The ongoing development of experimental setups for in vitro toxicity testing, in particular the advent of organ-on-a-chip models [1,2,3,4,5,6,7,8,9,10,11,12,13], opened new dimensions in deciphering cytotoxicity processes. With the introduction of biophysical stimulation, for instance in microfluidics systems or 3D structures, an additional degree of complexity is added to the biochemical reactions triggered by the compounds of interest. Several recent reviews highlight the importance and the need of organ-on-a-chip toxicological models, as well as the advantages of 3D cell cultures [4,5,6,7,8,11,12]. Continuous quality improvement of the in vitro tests is essential in order to sustain the reduction of the use of animal models in toxicity studies. In agreement, the number of publications including organ-on-a-chip/microfluidics models is constantly rising, as well as the offer of commercially available devices [1]. The constraints between disciplines are becoming more and more blurred, and the systematic comprehension of the impact of physical-mechanical stimuli on cellular responses is an important prerequisite. In order to increase the similarity with in vivo exposure, novel approaches need to combine biomechanical signals (i.e., shear stress, mimicking the behavior of extracellular fluids; variation of extracellular matrix (ECM) composition, stiffness, pressure or strain) with chemical and biochemical challenges (i.e., pharmaceuticals, toxins, nanomaterials, and endogenous signaling molecules like hormones or cytokines).

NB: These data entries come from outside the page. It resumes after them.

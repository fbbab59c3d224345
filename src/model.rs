//! The application's data layer: models queried from and inserted into the
//! database.
//!
//! Simple helper functions are allowed, but they should be kept extremely
//! simple, with preference for any and all domain logic to be offloaded to a
//! mediator.
//!
//! Insertable models live in the `insertable` submodule, distinct from their
//! queryable counterparts so that database-assigned defaults (mostly `id`
//! sequences and `DEFAULT`-valued columns) don't need to be faked on the
//! write side.

use crate::schema;

use chrono::{DateTime, Utc};

#[derive(Clone, Debug, Queryable, Identifiable)]
#[diesel(table_name = schema::device)]
pub struct Device {
    pub id:         i64,
    pub user_id:    i64,
    pub name:       String,
    pub kind:       String,
    pub caption:    Option<String>,
    pub active:     bool,
    pub last_sync:  DateTime<Utc>,
    pub created_at: DateTime<Utc>,
}

pub const DEVICE_KINDS: &[&str] = &["desktop", "laptop", "mobile", "server", "other"];

impl Device {
    pub fn kind_is_valid(kind: &str) -> bool {
        DEVICE_KINDS.contains(&kind)
    }
}

#[derive(Clone, Debug, Queryable, Identifiable)]
#[diesel(table_name = schema::subscription_event)]
pub struct SubscriptionEvent {
    pub id:          i64,
    pub user_id:     i64,
    pub device_id:   i64,
    pub podcast_url: String,
    pub action:      String,
    pub ts:          i64,
}

#[derive(Clone, Debug, Queryable, Identifiable)]
#[diesel(table_name = schema::podcast)]
pub struct Podcast {
    pub id:                i64,
    pub user_id:           i64,
    pub feed_url:          String,
    pub title:             String,
    pub description:       Option<String>,
    pub image_url:         Option<String>,
    pub link_url:          Option<String>,
    pub language:          Option<String>,
    pub last_retrieved_at: DateTime<Utc>,
}

#[derive(Clone, Debug, Queryable, Identifiable)]
#[diesel(table_name = schema::episode)]
pub struct Episode {
    pub id:           i64,
    pub podcast_id:   i64,
    pub user_id:      i64,
    pub episode_url:  String,
    pub guid:         Option<String>,
    pub title:        Option<String>,
    pub published_at: Option<DateTime<Utc>>,
}

#[derive(Clone, Debug, Queryable, Identifiable)]
#[diesel(table_name = schema::episode_action)]
pub struct EpisodeAction {
    pub id:          i64,
    pub user_id:     i64,
    pub device_id:   Option<i64>,
    pub podcast_url: String,
    pub episode_url: String,
    pub action:      String,
    pub ts:          i64,
    pub started:     Option<i32>,
    pub position:    Option<i32>,
    pub total:       Option<i32>,
}

#[derive(Clone, Debug, Queryable, Identifiable)]
#[diesel(table_name = schema::setting)]
pub struct Setting {
    pub id:          i64,
    pub user_id:     i64,
    pub scope:       String,
    pub device_id:   Option<i64>,
    pub podcast_url: Option<String>,
    pub episode_url: Option<String>,
    pub key:         String,
    pub value_json:  String,
    pub updated_at:  DateTime<Utc>,
}

#[derive(Clone, Debug, Queryable, Identifiable)]
#[diesel(table_name = schema::podcast_list)]
pub struct PodcastList {
    pub id:         i64,
    pub user_id:    i64,
    pub name:       String,
    pub title:      String,
    pub created_at: DateTime<Utc>,
}

#[derive(Clone, Debug, Queryable, Identifiable)]
#[diesel(table_name = schema::podcast_list_entry)]
pub struct PodcastListEntry {
    pub id:          i64,
    pub list_id:     i64,
    pub podcast_url: String,
    pub position:    i32,
}

#[derive(Clone, Debug, Queryable, Identifiable)]
#[diesel(table_name = schema::sync_group)]
pub struct SyncGroup {
    pub id:          i64,
    pub user_id:     i64,
    pub device_a_id: i64,
    pub device_b_id: i64,
}

#[derive(Clone, Debug, Queryable, Identifiable)]
#[diesel(table_name = schema::session, primary_key(token))]
pub struct Session {
    pub token:       String,
    pub user_id:     i64,
    pub expires_at:  DateTime<Utc>,
    pub last_active: DateTime<Utc>,
    pub user_agent:  Option<String>,
    pub client_ip:   Option<String>,
}

impl Session {
    pub fn is_expired(&self, now: DateTime<Utc>) -> bool {
        self.expires_at <= now
    }
}

#[derive(Clone, Debug, Queryable, Identifiable)]
#[diesel(table_name = schema::listen_history)]
pub struct ListenHistory {
    pub id:               i64,
    pub user_id:          i64,
    pub episode_id:       i64,
    pub position_seconds: i32,
    pub updated_at:       DateTime<Utc>,
}

#[derive(Clone, Debug, Queryable, Identifiable)]
#[diesel(table_name = schema::download_state)]
pub struct DownloadState {
    pub id:         i64,
    pub user_id:    i64,
    pub episode_id: i64,
    pub downloaded: bool,
    pub updated_at: DateTime<Utc>,
}

#[derive(Clone, Debug, Queryable, Identifiable)]
#[diesel(table_name = schema::episode_favorite)]
pub struct EpisodeFavorite {
    pub id:         i64,
    pub user_id:    i64,
    pub episode_id: i64,
    pub favorited:  bool,
    pub played:     bool,
    pub updated_at: DateTime<Utc>,
}

#[derive(Clone, Debug, Queryable, Identifiable)]
#[diesel(table_name = schema::playlist_entry)]
pub struct PlaylistEntry {
    pub id:         i64,
    pub user_id:    i64,
    pub episode_id: i64,
    pub position:   i32,
}

#[cfg(test)]
mod tests {
    use super::*;

    #[test]
    fn test_device_kind_validity() {
        assert!(Device::kind_is_valid("mobile"));
        assert!(Device::kind_is_valid("other"));
        assert!(!Device::kind_is_valid("toaster"));
    }

    #[test]
    fn test_session_expiry() {
        let session = Session {
            token:       "t".to_owned(),
            user_id:     1,
            expires_at:  Utc::now() - chrono::Duration::seconds(1),
            last_active: Utc::now(),
            user_agent:  None,
            client_ip:   None,
        };
        assert!(session.is_expired(Utc::now()));
    }
}

pub mod insertable {
    use crate::schema::{
        device, download_state, episode, episode_action, episode_favorite, listen_history,
        playlist_entry, podcast, podcast_list, podcast_list_entry, session, setting,
        subscription_event, sync_group,
    };

    use chrono::{DateTime, Utc};

    #[derive(Insertable)]
    #[diesel(table_name = device)]
    pub struct Device {
        pub user_id:    i64,
        pub name:       String,
        pub kind:       String,
        pub caption:    Option<String>,
        pub active:     bool,
        pub last_sync:  DateTime<Utc>,
        pub created_at: DateTime<Utc>,
    }

    #[derive(Insertable)]
    #[diesel(table_name = subscription_event)]
    pub struct SubscriptionEvent {
        pub user_id:     i64,
        pub device_id:   i64,
        pub podcast_url: String,
        pub action:      String,
        pub ts:          i64,
    }

    #[derive(Insertable, AsChangeset)]
    #[diesel(table_name = podcast)]
    pub struct Podcast {
        pub user_id:           i64,
        pub feed_url:          String,
        pub title:             String,
        pub description:       Option<String>,
        pub image_url:         Option<String>,
        pub link_url:          Option<String>,
        pub language:          Option<String>,
        pub last_retrieved_at: DateTime<Utc>,
    }

    #[derive(Insertable)]
    #[diesel(table_name = episode)]
    pub struct Episode {
        pub podcast_id:   i64,
        pub user_id:      i64,
        pub episode_url:  String,
        pub guid:         Option<String>,
        pub title:        Option<String>,
        pub published_at: Option<DateTime<Utc>>,
    }

    #[derive(Insertable)]
    #[diesel(table_name = episode_action)]
    pub struct EpisodeAction {
        pub user_id:     i64,
        pub device_id:   Option<i64>,
        pub podcast_url: String,
        pub episode_url: String,
        pub action:      String,
        pub ts:          i64,
        pub started:     Option<i32>,
        pub position:    Option<i32>,
        pub total:       Option<i32>,
    }

    #[derive(Insertable, AsChangeset)]
    #[diesel(table_name = setting)]
    pub struct Setting {
        pub user_id:     i64,
        pub scope:       String,
        pub device_id:   Option<i64>,
        pub podcast_url: Option<String>,
        pub episode_url: Option<String>,
        pub key:         String,
        pub value_json:  String,
        pub updated_at:  DateTime<Utc>,
    }

    #[derive(Insertable)]
    #[diesel(table_name = podcast_list)]
    pub struct PodcastList {
        pub user_id:    i64,
        pub name:       String,
        pub title:      String,
        pub created_at: DateTime<Utc>,
    }

    #[derive(Insertable)]
    #[diesel(table_name = podcast_list_entry)]
    pub struct PodcastListEntry {
        pub list_id:     i64,
        pub podcast_url: String,
        pub position:    i32,
    }

    #[derive(Insertable)]
    #[diesel(table_name = sync_group)]
    pub struct SyncGroup {
        pub user_id:     i64,
        pub device_a_id: i64,
        pub device_b_id: i64,
    }

    #[derive(Insertable, AsChangeset)]
    #[diesel(table_name = session)]
    pub struct Session {
        pub token:       String,
        pub user_id:     i64,
        pub expires_at:  DateTime<Utc>,
        pub last_active: DateTime<Utc>,
        pub user_agent:  Option<String>,
        pub client_ip:   Option<String>,
    }

    #[derive(Insertable, AsChangeset)]
    #[diesel(table_name = listen_history)]
    pub struct ListenHistory {
        pub user_id:          i64,
        pub episode_id:       i64,
        pub position_seconds: i32,
        pub updated_at:       DateTime<Utc>,
    }

    #[derive(Insertable, AsChangeset)]
    #[diesel(table_name = download_state)]
    pub struct DownloadState {
        pub user_id:    i64,
        pub episode_id: i64,
        pub downloaded: bool,
        pub updated_at: DateTime<Utc>,
    }

    #[derive(Insertable, AsChangeset)]
    #[diesel(table_name = episode_favorite)]
    pub struct EpisodeFavorite {
        pub user_id:    i64,
        pub episode_id: i64,
        pub favorited:  bool,
        pub played:     bool,
        pub updated_at: DateTime<Utc>,
    }

    #[derive(Insertable)]
    #[diesel(table_name = playlist_entry)]
    pub struct PlaylistEntry {
        pub user_id:    i64,
        pub episode_id: i64,
        pub position:   i32,
    }
}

In the body, cells constantly integrate tensional forces due to the presence of neighboring cells and movement of body fluids [14,15,16]. Dynamic biomechanical stimulation tunes cell surface area/spread as well as cell adhesion and orientation/alignment [17,18,19]. These phenomena are accompanied by the following molecular events:
i) 
modification of membrane curvature/tension [20,21];
ii) 
re-distribution of transmembrane proteins [22,23];
iii) 
modulation of ionic fluxes through mechanosensitive ion channels [24,25,26,27];
iv) 
deformation of cyto-nucleoskeletal elements [28,29]; and
v) 
reorganization of intracellular organelles [30,31,32].

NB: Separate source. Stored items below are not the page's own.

fn scoped_query<'a>(
    user_id: i64,
    scope: Scope,
    locators: &Locators,
) -> diesel::query_builder::BoxedSelectStatement<'a, setting::SqlType, setting::table, diesel::pg::Pg> {
    let mut query = setting::table
        .filter(setting::user_id.eq(user_id))
        .filter(setting::scope.eq(scope.as_str().to_owned()))
        .into_boxed();

    query = match locators.device_id {
        Some(id) => query.filter(setting::device_id.eq(id)),
        None => query.filter(setting::device_id.is_null()),
    };
    query = match &locators.podcast_url {
        Some(url) => query.filter(setting::podcast_url.eq(url.clone())),
        None => query.filter(setting::podcast_url.is_null()),
    };
    query = match &locators.episode_url {
        Some(url) => query.filter(setting::episode_url.eq(url.clone())),
        None => query.filter(setting::episode_url.is_null()),
    };

    query
}

#[cfg(test)]
mod tests {
    use super::*;
    use crate::test_data;
    use crate::test_helpers;
    use serde_json::json;

    #[test]
    fn test_s4_scope_guard() {
        let mut bootstrap = test_helpers::CommonTestBootstrap::new();
        let (conn, log) = (&mut bootstrap.conn, &bootstrap.log);
        let user = test_data::user::insert(log, conn);

        let mut set = HashMap::new();
        set.insert("is_favorite".to_owned(), json!(true));

        let ok = Writer {
            user_id: user.user_id,
            scope: Scope::Episode,
            locators: Locators {
                device_id: None,
                podcast_url: Some("https://p/a".to_owned()),
                episode_url: Some("https://p/a/e1".to_owned()),
            },
            set: set.clone(),
            remove: vec![],
        }
        .run(log, conn);
        assert!(ok.is_ok());

        let missing_episode = Writer {
            user_id: user.user_id,
            scope: Scope::Episode,
            locators: Locators {
                device_id: None,
                podcast_url: Some("https://p/a".to_owned()),
                episode_url: None,
            },
            set: set.clone(),
            remove: vec![],
        }
        .run(log, conn);
        assert!(missing_episode.is_err());

        let extra_device = Writer {
            user_id: user.user_id,
            scope: Scope::Episode,
            locators: Locators {
                device_id: Some(1),
                podcast_url: Some("https://p/a".to_owned()),
                episode_url: Some("https://p/a/e1".to_owned()),
            },
            set,
            remove: vec![],
        }
        .run(log, conn);
        assert!(extra_device.is_err());
    }

    #[test]
    fn test_rejects_out_of_range_bounded_int() {
        let mut bootstrap = test_helpers::CommonTestBootstrap::new();
        let (conn, log) = (&mut bootstrap.conn, &bootstrap.log);
        let user = test_data::user::insert(log, conn);

        let mut set = HashMap::new();
        set.insert("update_interval".to_owned(), json!(5));

        let result = Writer {
            user_id: user.user_id,
            scope: Scope::Account,
            locators: Locators::default(),
            set,
            remove: vec![],
        }
        .run(log, conn);
        assert!(result.is_err());
    }

    #[test]
    fn test_accepts_unrecognized_key_unvalidated() {
        let mut bootstrap = test_helpers::CommonTestBootstrap::new();
        let (conn, log) = (&mut bootstrap.conn, &bootstrap.log);
        let user = test_data::user::insert(log, conn);

        let mut set = HashMap::new();
        set.insert("custom_client_setting".to_owned(), json!("anything"));

        let map = Writer {
            user_id: user.user_id,
            scope: Scope::Account,
            locators: Locators::default(),
            set,
            remove: vec![],
        }
        .run(log, conn)
        .unwrap();
        assert_eq!(Some(&json!("anything")), map.get("custom_client_setting"));
    }

    #[test]
    fn test_upsert_replaces_prior_value_and_remove_deletes() {
        let mut bootstrap = test_helpers::CommonTestBootstrap::new();
        let (conn, log) = (&mut bootstrap.conn, &bootstrap.log);
        let user = test_data::user::insert(log, conn);

        let mut set = HashMap::new();
        set.insert("color_theme".to_owned(), json!("dark"));
        let map = Writer {
            user_id: user.user_id,
            scope: Scope::Account,
            locators: Locators::default(),
            set,
            remove: vec![],
        }
        .run(log, conn)
        .unwrap();
        assert_eq!(Some(&json!("dark")), map.get("color_theme"));

        let mut set2 = HashMap::new();
        set2.insert("color_theme".to_owned(), json!("light"));
        let map2 = Writer {
            user_id: user.user_id,
            scope: Scope::Account,
            locators: Locators::default(),
            set: set2,
            remove: vec![],
        }
        .run(log, conn)
        .unwrap();
        assert_eq!(Some(&json!("light")), map2.get("color_theme"));

        let map3 = Writer {
            user_id: user.user_id,
            scope: Scope::Account,
            locators: Locators::default(),
            set: HashMap::new(),
            remove: vec!["color_theme".to_owned()],
        }
        .run(log, conn)
        .unwrap();
        assert!(!map3.contains_key("color_theme"));
    }
}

All these processes orchestrate the regulation between morphological adaptation, cell differentiation and metabolism (Figure 1A). In this line, toxicity can derive from loss of biomechanical compliance, both at macroscopic and microscopic levels. For example, it is known that intercalation of heavy metals like lead (Pb) and cadmium (Cd) into bones leads to a severe impairment of the bone mechanical endurance and increases the risk of fractures [33,34,35]. Similarly, at the single cell level, cytoskeleton-modifying agents like cytochalasin D or taxol can alter cell adhesion, morphology, and stiffness [36,37,38,39,40]. In vitro perturbation of cell mechanical environment can be reproduced with different approaches like optical/magnetic tweezers, micropipette aspiration, or atomic force microscopy (AFM) [21,41] (Figure 1B).
However, in-depth knowledge on the influence of biomechanical stimulation on cytotoxicity and accompanying crosstalk is far from being comprehensive. This is especially true when considering modulation of processes attributable to biophysical changes of the environment. To elucidate the intimate relationship between mechanosensory structures and toxicological targets, integrins serve as representative example. Cells need an anchoring apparatus to allow contact with the ECM and orientation in response to biomechanical stimulation [15,41]. The combination of α and β integrin heterodimers bridges the connection between the intracellular environment and different components of the ECM like laminin or collagen [42,43,44]. Intriguingly, it was recently highlighted how the physiological role of integrins could be extended toward the binding of viruses, bacteria, and parasites as well as being a target for several poisons [45]. In this line, food constituents and contaminants can interact directly with integrins. For example, the polyphenol resveratrol was described to bind to the hetero-dimeric alphaVbeta3 integrin in MCF-7 human breast cancer cells [46]. Similarly, the plasticizer bisphenol A can interact with the integrin β1 [47]. Bisphenol A also inhibits the attachment of human trophoblastic Jeg-3 spheroids to Ishikawa cells [48]. The molecular mechanism mediating these effects relies on the sensitivity of integrins to 17β-estradiol. Binding between the two is physiologically necessary to mediate the adhesion of blastocysts to the endometrium [49], albeit transforming the ECM-force transducers into potential targets for noxious compounds like endocrine disruptors.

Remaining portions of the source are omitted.